WHAT YOU HAVE TO DO -> Below is some data. Retype exactly the lines starting at the one with "pub mod extensions;" and ending at the one with "pub const HYPERCORE_FAMILY: &str".

[Items from a dataset]

//! Core engine for the x402 payment protocol.
//!
//! The x402 protocol enables micropayments over HTTP through the 402 Payment
//! Required status code. A resource server advertises payment requirements,
//! the client signs a payment authorization and retries, and a facilitator
//! verifies and settles the authorization against the underlying chain.
//!
//! This crate holds the transport-agnostic engine:
//!
//! - [`client`] — client-side lifecycle: scheme registration, requirement
//!   selection, payload creation with abort/recover hooks
//! - [`server`] — server-side lifecycle: requirement building, facilitator
//!   delegation, verify/settle hooks
//! - [`scheme`] — the traits each `(scheme, network)` implementation provides
//! - [`hooks`] — lifecycle hook contexts and outcomes
//! - [`extensions`] — the protocol extension system plus the
//!   `payment-identifier` and `bazaar` extensions
//! - [`path`] — route path pattern matching (exact, glob, regex)
//! - [`amount`] — money string parsing and atomic unit conversion
//! - [`networks`] — registry mapping legacy network names to CAIP-2 ids
//!
//! HTTP transports live in `tollbooth-http`; chain-specific scheme
//! implementations live in `tollbooth-evm`, `tollbooth-svm`, and
//! `tollbooth-hypercore`.

pub mod amount;
pub mod client;
pub mod config;
pub mod error;
pub mod extensions;
pub mod hooks;
pub mod networks;
pub mod path;
pub mod scheme;
pub mod server;

pub use tollbooth_proto as proto;
//! The `exact` payment scheme for Hypercore.

mod client;
mod facilitator;
mod server;

pub use client::ExactHypercoreClient;
pub use facilitator::{ExactHypercoreFacilitator, HypercoreExactError};
pub use server::ExactHypercoreServer;

/// Scheme identifier shared by all `exact` implementations.
pub const SCHEME_EXACT: &str = "exact";

/// CAIP-2 family pattern for Hypercore networks.
pub const HYPERCORE_FAMILY: &str = "hypercore:*";

/// Display precision for action amounts.
pub(crate) const AMOUNT_PLACES: usize = 8;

ANSWER ->
pub mod extensions;
pub mod hooks;
pub mod networks;
pub mod path;
pub mod scheme;
pub mod server;

pub use tollbooth_proto as proto;
//! The `exact` payment scheme for Hypercore.

mod client;
mod facilitator;
mod server;

pub use client::ExactHypercoreClient;
pub use facilitator::{ExactHypercoreFacilitator, HypercoreExactError};
pub use server::ExactHypercoreServer;

/// Scheme identifier shared by all `exact` implementations.
pub const SCHEME_EXACT: &str = "exact";

/// CAIP-2 family pattern for Hypercore networks.
pub const HYPERCORE_FAMILY: &str = "hypercore:*";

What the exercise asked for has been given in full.